▸ TASK GOAL:
Gather every line from the entries below that includes "InsecureSecret".

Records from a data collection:
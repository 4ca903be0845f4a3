//! Web configuration loaded from environment variables.
//!
//! # Environment Variables
//!
//! ## Required
//! - `GAINSY_BASE_URL` - Public URL of the site
//! - `GAINSY_SESSION_SECRET` - Session secret (min 32 chars, high entropy)
//! - `GAINSY_BACKEND_URL` - Hosted backend project URL
//! - `GAINSY_BACKEND_ANON_KEY` - Hosted backend public (anon) API key
//!
//! ## Optional
//! - `GAINSY_HOST` - Bind address (default: 127.0.0.1)
//! - `GAINSY_PORT` - Listen port (default: 3000)
//! - `GAINSY_DEMO_FALLBACK` - Show demo data when reads fail (default: true)
//! - `GAINSY_BACKEND_TIMEOUT_MS` - Per-attempt backend timeout (default: 8000)
//! - `GAINSY_BACKEND_RETRIES` - Retries after a failed backend call (default: 2)
//! - `GAINSY_LOG_FORMAT` - `json` or `text` (default: json on Fly.io, else text)
//! - `GAINSY_TRUSTED_PROXY_HEADER` - Header carrying the client IP set by the
//!   reverse proxy, or `none` (default: `fly-client-ip` on Fly.io, else none)
//! - `SENTRY_DSN` - Sentry error tracking DSN
//! - `SENTRY_ENVIRONMENT` - Sentry environment name

use std::collections::HashMap;
use std::net::{IpAddr, SocketAddr};
use std::time::Duration;

use axum::http::HeaderName;
use secrecy::{ExposeSecret, SecretString};
use thiserror::Error;
use url::Url;

const MIN_SESSION_SECRET_LENGTH: usize = 32;
const MIN_ENTROPY_BITS_PER_CHAR: f64 = 3.3;

/// Blocklist of common placeholder patterns (case-insensitive)
const PLACEHOLDER_PATTERNS: &[&str] = &[
    "your-",
    "changeme",
    "replace",
    "placeholder",
    "example",
    "secret",
    "password",
    "xxx",
    "todo",
    "fixme",
    "insert",
    "enter-",
    "put-your",
    "add-your",
];

/// Configuration errors that can occur during loading.
#[derive(Debug, Error)]
pub enum ConfigError {
    #[error("Missing environment variable: {0}")]
    MissingEnvVar(String),
    #[error("Invalid environment variable {0}: {1}")]
    InvalidEnvVar(String, String),
    #[error("Insecure secret in {0}: {1}")]
    InsecureSecret(String, String),
}

/// Web application configuration.
#[derive(Debug, Clone)]
pub struct WebConfig {
    /// IP address to bind the server to
    pub host: IpAddr,
    /// Port to listen on
    pub port: u16,
    /// Public base URL for the site
    pub base_url: String,
    /// Session signing secret
    pub session_secret: SecretString,
    /// Hosted backend configuration
    pub backend: BackendConfig,
    /// Substitute demo records when a dashboard read fails
    pub demo_fallback: bool,
    /// Emit JSON logs instead of text
    pub json_logs: bool,
    /// Proxy-written header the rate limiters key on, if any
    pub trusted_proxy_header: Option<HeaderName>,
    /// Sentry DSN for error tracking
    pub sentry_dsn: Option<String>,
    /// Sentry environment name
    pub sentry_environment: Option<String>,
    /// Fraction of errors sent to Sentry
    pub sentry_sample_rate: f32,
    /// Fraction of transactions traced
    pub sentry_traces_sample_rate: f32,
}

/// Hosted backend configuration.
///
/// Implements `Debug` manually to redact the API key.
#[derive(Clone)]
pub struct BackendConfig {
    /// Project URL, e.g. `https://abcd.supabase.co`
    pub url: Url,
    /// Public (anon) API key, sent as `apikey` on every request
    pub anon_key: SecretString,
    /// Per-attempt timeout
    pub timeout: Duration,
    /// Retries after the first attempt
    pub retries: u32,
}

impl std::fmt::Debug for BackendConfig {
    fn fmt(&self, f: &mut std::fmt::Formatter<'_>) -> std::fmt::Result {
        f.debug_struct("BackendConfig")
            .field("url", &self.url.as_str())
            .field("anon_key", &"[REDACTED]")
            .field("timeout", &self.timeout)
            .field("retries", &self.retries)
            .finish()
    }
}

impl WebConfig {
    /// Load configuration from environment variables.
    ///
    /// Calls `dotenvy::dotenv()` to load from `.env` file if present.
    ///
    /// # Errors
    ///
    /// Returns `ConfigError` if required variables are missing, invalid, or
    /// if secrets fail validation (placeholder detection, entropy check).
    pub fn from_env() -> Result<Self, ConfigError> {
        // Load .env file if present (ignore errors if not found)
        let _ = dotenvy::dotenv();
        Self::from_lookup(|key| std::env::var(key).ok())
    }

    /// Load configuration through a variable lookup function.
    ///
    /// # Errors
    ///
    /// Same as [`WebConfig::from_env`].
    pub fn from_lookup(lookup: impl Fn(&str) -> Option<String>) -> Result<Self, ConfigError> {
        let env = Env(&lookup);

        let host = env.parsed::<IpAddr>("GAINSY_HOST", "127.0.0.1")?;
        let port = env.parsed::<u16>("GAINSY_PORT", "3000")?;
        let base_url = env.required("GAINSY_BASE_URL")?;
        Url::parse(&base_url)
            .map_err(|e| ConfigError::InvalidEnvVar("GAINSY_BASE_URL".to_string(), e.to_string()))?;

        let session_secret = env.validated_secret("GAINSY_SESSION_SECRET")?;
        validate_session_secret(&session_secret, "GAINSY_SESSION_SECRET")?;

        let backend = BackendConfig::load(&env)?;
        let demo_fallback = env.flag("GAINSY_DEMO_FALLBACK", true)?;

        let json_logs = match env.optional("GAINSY_LOG_FORMAT").as_deref() {
            Some("json") => true,
            Some("text") => false,
            Some(other) => {
                return Err(ConfigError::InvalidEnvVar(
                    "GAINSY_LOG_FORMAT".to_string(),
                    format!("expected json or text, got {other}"),
                ));
            }
            None => env.optional("FLY_APP_NAME").is_some(),
        };

        let trusted_proxy_header = match env.optional("GAINSY_TRUSTED_PROXY_HEADER") {
            Some(raw) if raw.trim().eq_ignore_ascii_case("none") => None,
            Some(raw) => {
                let name = HeaderName::try_from(raw.trim().to_ascii_lowercase()).map_err(|e| {
                    ConfigError::InvalidEnvVar(
                        "GAINSY_TRUSTED_PROXY_HEADER".to_string(),
                        e.to_string(),
                    )
                })?;
                Some(name)
            }
            None => env
                .optional("FLY_APP_NAME")
                .map(|_| HeaderName::from_static("fly-client-ip")),
        };

        Ok(Self {
            host,
            port,
            base_url,
            session_secret,
            backend,
            demo_fallback,
            json_logs,
            trusted_proxy_header,
            sentry_dsn: env.optional("SENTRY_DSN"),
            sentry_environment: env.optional("SENTRY_ENVIRONMENT"),
            sentry_sample_rate: env.parsed("SENTRY_SAMPLE_RATE", "1.0")?,
            sentry_traces_sample_rate: env.parsed("SENTRY_TRACES_SAMPLE_RATE", "0.1")?,
        })
    }

    /// Returns the socket address for binding the server.
    #[must_use]
    pub const fn socket_addr(&self) -> SocketAddr {
        SocketAddr::new(self.host, self.port)
    }

    /// Whether the site is served over HTTPS.
    #[must_use]
    pub fn is_secure(&self) -> bool {
        self.base_url.starts_with("https://")
    }
}

impl BackendConfig {
    /// Load only the backend settings, for tools that never serve HTTP.
    ///
    /// # Errors
    ///
    /// Returns `ConfigError` if a backend variable is missing or invalid.
    pub fn from_env() -> Result<Self, ConfigError> {
        let _ = dotenvy::dotenv();
        Self::from_lookup(|key| std::env::var(key).ok())
    }

    /// Load backend settings through a variable lookup function.
    ///
    /// # Errors
    ///
    /// Same as [`BackendConfig::from_env`].
    pub fn from_lookup(lookup: impl Fn(&str) -> Option<String>) -> Result<Self, ConfigError> {
        Self::load(&Env(&lookup))
    }

    fn load(env: &Env<'_>) -> Result<Self, ConfigError> {
        let raw_url = env.required("GAINSY_BACKEND_URL")?;
        let url = Url::parse(raw_url.trim_end_matches('/')).map_err(|e| {
            ConfigError::InvalidEnvVar("GAINSY_BACKEND_URL".to_string(), e.to_string())
        })?;

        // The anon key is public by design, so only presence is checked.
        let anon_key = SecretString::from(env.required("GAINSY_BACKEND_ANON_KEY")?);

        let timeout_ms = env.parsed::<u64>("GAINSY_BACKEND_TIMEOUT_MS", "8000")?;
        if timeout_ms == 0 {
            return Err(ConfigError::InvalidEnvVar(
                "GAINSY_BACKEND_TIMEOUT_MS".to_string(),
                "must be greater than zero".to_string(),
            ));
        }

        Ok(Self {
            url,
            anon_key,
            timeout: Duration::from_millis(timeout_ms),
            retries: env.parsed("GAINSY_BACKEND_RETRIES", "2")?,
        })
    }
}

// =============================================================================
// Helper Functions
// =============================================================================

/// Variable lookup with typed accessors.
struct Env<'a>(&'a dyn Fn(&str) -> Option<String>);

impl Env<'_> {
    /// Get a required variable.
    fn required(&self, key: &str) -> Result<String, ConfigError> {
        self.optional(key)
            .ok_or_else(|| ConfigError::MissingEnvVar(key.to_string()))
    }

    /// Get an optional variable; blank counts as unset.
    fn optional(&self, key: &str) -> Option<String> {
        (self.0)(key).filter(|v| !v.trim().is_empty())
    }

    /// Get a variable with a default value.
    fn or_default(&self, key: &str, default: &str) -> String {
        self.optional(key).unwrap_or_else(|| default.to_string())
    }

    /// Parse a variable, falling back to `default`.
    fn parsed<T>(&self, key: &str, default: &str) -> Result<T, ConfigError>
    where
        T: std::str::FromStr,
        T::Err: std::fmt::Display,
    {
        self.or_default(key, default)
            .trim()
            .parse::<T>()
            .map_err(|e| ConfigError::InvalidEnvVar(key.to_string(), e.to_string()))
    }

    /// Parse a boolean flag (`true/false`, `1/0`, `yes/no`, `on/off`).
    fn flag(&self, key: &str, default: bool) -> Result<bool, ConfigError> {
        let Some(raw) = self.optional(key) else {
            return Ok(default);
        };
        match raw.trim().to_ascii_lowercase().as_str() {
            "true" | "1" | "yes" | "on" => Ok(true),
            "false" | "0" | "no" | "off" => Ok(false),
            other => Err(ConfigError::InvalidEnvVar(
                key.to_string(),
                format!("expected a boolean, got {other}"),
            )),
        }
    }

    /// Load and validate a secret.
    fn validated_secret(&self, key: &str) -> Result<SecretString, ConfigError> {
        let value = self.required(key)?;
        validate_secret_strength(&value, key)?;
        Ok(SecretString::from(value))
    }
}

/// Validate that a session secret meets minimum length requirements.
fn validate_session_secret(secret: &SecretString, var_name: &str) -> Result<(), ConfigError> {
    let value = secret.expose_secret();
    if value.len() < MIN_SESSION_SECRET_LENGTH {
        return Err(ConfigError::InsecureSecret(
            var_name.to_string(),
            format!(
                "must be at least {} characters (got {})",
                MIN_SESSION_SECRET_LENGTH,
                value.len()
            ),
        ));
    }
    Ok(())
}

/// Calculate Shannon entropy in bits per character.
fn shannon_entropy(s: &str) -> f64 {
    if s.is_empty() {
        return 0.0;
    }

    let mut freq: HashMap<char, usize> = HashMap::new();
    for c in s.chars() {
        *freq.entry(c).or_insert(0) += 1;
    }

    #[allow(clippy::cast_precision_loss)] // String length will never exceed f64 precision
    let len = s.len() as f64;
    freq.values()
        .map(|&count| {
            #[allow(clippy::cast_precision_loss)] // Character count will never exceed f64 precision
            let p = count as f64 / len;
            -p * p.log2()
        })
        .sum()
}

/// Validate that a secret is not a placeholder and has sufficient entropy.
fn validate_secret_strength(secret: &str, var_name: &str) -> Result<(), ConfigError> {
    let lower = secret.to_lowercase();

    for pattern in PLACEHOLDER_PATTERNS {
        if lower.contains(pattern) {
            return Err(ConfigError::InsecureSecret(
                var_name.to_string(),
                format!("appears to be a placeholder (contains '{pattern}')"),
            ));
        }
    }

    let entropy = shannon_entropy(secret);
    if entropy < MIN_ENTROPY_BITS_PER_CHAR {
        return Err(ConfigError::InsecureSecret(
            var_name.to_string(),
            format!(
                "entropy too low ({entropy:.2} bits/char, need >= {MIN_ENTROPY_BITS_PER_CHAR:.1}). Use a randomly generated secret."
            ),
        ));
    }

    Ok(())
}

▸ EXERCISE RESPONSE:
    InsecureSecret(String, String),
        return Err(ConfigError::InsecureSecret(
            return Err(ConfigError::InsecureSecret(
        return Err(ConfigError::InsecureSecret(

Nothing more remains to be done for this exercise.